> [Task brief] Output every line of the data exactly as it appears.

> [Provided records]
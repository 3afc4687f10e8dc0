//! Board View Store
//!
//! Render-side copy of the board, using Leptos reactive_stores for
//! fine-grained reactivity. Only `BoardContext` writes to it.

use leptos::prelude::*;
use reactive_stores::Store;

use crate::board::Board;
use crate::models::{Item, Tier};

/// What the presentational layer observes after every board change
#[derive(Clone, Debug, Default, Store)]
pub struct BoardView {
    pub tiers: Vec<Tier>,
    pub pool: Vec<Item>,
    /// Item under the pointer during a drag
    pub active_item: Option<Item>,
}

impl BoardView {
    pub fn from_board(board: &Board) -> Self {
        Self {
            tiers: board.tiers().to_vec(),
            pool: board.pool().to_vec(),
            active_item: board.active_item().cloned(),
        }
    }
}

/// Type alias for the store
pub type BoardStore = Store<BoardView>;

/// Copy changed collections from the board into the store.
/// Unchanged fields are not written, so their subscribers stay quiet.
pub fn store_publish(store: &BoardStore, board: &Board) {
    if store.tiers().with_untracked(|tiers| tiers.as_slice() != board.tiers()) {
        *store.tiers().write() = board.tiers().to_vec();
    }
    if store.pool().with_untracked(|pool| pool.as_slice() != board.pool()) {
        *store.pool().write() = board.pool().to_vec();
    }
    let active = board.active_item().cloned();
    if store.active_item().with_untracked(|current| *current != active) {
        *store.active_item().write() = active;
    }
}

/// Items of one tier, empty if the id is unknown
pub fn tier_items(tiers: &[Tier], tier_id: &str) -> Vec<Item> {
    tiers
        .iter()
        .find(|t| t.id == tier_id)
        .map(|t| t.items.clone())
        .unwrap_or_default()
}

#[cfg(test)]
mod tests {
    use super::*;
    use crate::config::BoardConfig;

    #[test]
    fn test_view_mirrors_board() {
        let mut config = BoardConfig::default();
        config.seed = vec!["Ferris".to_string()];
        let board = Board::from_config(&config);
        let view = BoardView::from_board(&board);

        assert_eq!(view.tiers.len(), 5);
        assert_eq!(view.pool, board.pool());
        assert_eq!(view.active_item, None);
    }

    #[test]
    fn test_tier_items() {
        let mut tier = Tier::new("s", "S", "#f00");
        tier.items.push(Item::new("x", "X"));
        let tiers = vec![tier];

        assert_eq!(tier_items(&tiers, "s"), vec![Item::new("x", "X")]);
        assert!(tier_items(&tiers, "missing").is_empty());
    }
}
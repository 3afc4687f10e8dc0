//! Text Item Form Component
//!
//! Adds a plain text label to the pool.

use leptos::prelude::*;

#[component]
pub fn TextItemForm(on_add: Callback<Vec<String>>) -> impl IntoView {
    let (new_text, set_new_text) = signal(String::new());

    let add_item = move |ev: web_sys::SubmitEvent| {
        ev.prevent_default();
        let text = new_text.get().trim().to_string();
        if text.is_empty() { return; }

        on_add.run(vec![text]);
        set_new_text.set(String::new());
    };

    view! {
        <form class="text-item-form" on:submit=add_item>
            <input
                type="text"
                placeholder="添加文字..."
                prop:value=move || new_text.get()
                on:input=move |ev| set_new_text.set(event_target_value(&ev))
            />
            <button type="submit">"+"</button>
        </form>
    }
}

> [Answer box]
repository 3afc4687f10e8dc0
//! Board View Store
//!
//! Render-side copy of the board, using Leptos reactive_stores for
//! fine-grained reactivity. Only `BoardContext` writes to it.

use leptos::prelude::*;
use reactive_stores::Store;

use crate::board::Board;
use crate::models::{Item, Tier};

/// What the presentational layer observes after every board change
#[derive(Clone, Debug, Default, Store)]
pub struct BoardView {
    pub tiers: Vec<Tier>,
    pub pool: Vec<Item>,
    /// Item under the pointer during a drag
    pub active_item: Option<Item>,
}

impl BoardView {
    pub fn from_board(board: &Board) -> Self {
        Self {
            tiers: board.tiers().to_vec(),
            pool: board.pool().to_vec(),
            active_item: board.active_item().cloned(),
        }
    }
}

/// Type alias for the store
pub type BoardStore = Store<BoardView>;

/// Copy changed collections from the board into the store.
/// Unchanged fields are not written, so their subscribers stay quiet.
pub fn store_publish(store: &BoardStore, board: &Board) {
    if store.tiers().with_untracked(|tiers| tiers.as_slice() != board.tiers()) {
        *store.tiers().write() = board.tiers().to_vec();
    }
    if store.pool().with_untracked(|pool| pool.as_slice() != board.pool()) {
        *store.pool().write() = board.pool().to_vec();
    }
    let active = board.active_item().cloned();
    if store.active_item().with_untracked(|current| *current != active) {
        *store.active_item().write() = active;
    }
}

/// Items of one tier, empty if the id is unknown
pub fn tier_items(tiers: &[Tier], tier_id: &str) -> Vec<Item> {
    tiers
        .iter()
        .find(|t| t.id == tier_id)
        .map(|t| t.items.clone())
        .unwrap_or_default()
}

#[cfg(test)]
mod tests {
    use super::*;
    use crate::config::BoardConfig;

    #[test]
    fn test_view_mirrors_board() {
        let mut config = BoardConfig::default();
        config.seed = vec!["Ferris".to_string()];
        let board = Board::from_config(&config);
        let view = BoardView::from_board(&board);

        assert_eq!(view.tiers.len(), 5);
        assert_eq!(view.pool, board.pool());
        assert_eq!(view.active_item, None);
    }

    #[test]
    fn test_tier_items() {
        let mut tier = Tier::new("s", "S", "#f00");
        tier.items.push(Item::new("x", "X"));
        let tiers = vec![tier];

        assert_eq!(tier_items(&tiers, "s"), vec![Item::new("x", "X")]);
        assert!(tier_items(&tiers, "missing").is_empty());
    }
}
repository 3afc4687f10e8dc0
//! Text Item Form Component
//!
//! Adds a plain text label to the pool.

use leptos::prelude::*;

#[component]
pub fn TextItemForm(on_add: Callback<Vec<String>>) -> impl IntoView {
    let (new_text, set_new_text) = signal(String::new());

    let add_item = move |ev: web_sys::SubmitEvent| {
        ev.prevent_default();
        let text = new_text.get().trim().to_string();
        if text.is_empty() { return; }

        on_add.run(vec![text]);
        set_new_text.set(String::new());
    };

    view! {
        <form class="text-item-form" on:submit=add_item>
            <input
                type="text"
                placeholder="添加文字..."
                prop:value=move || new_text.get()
                on:input=move |ev| set_new_text.set(event_target_value(&ev))
            />
            <button type="submit">"+"</button>
        </form>
    }
}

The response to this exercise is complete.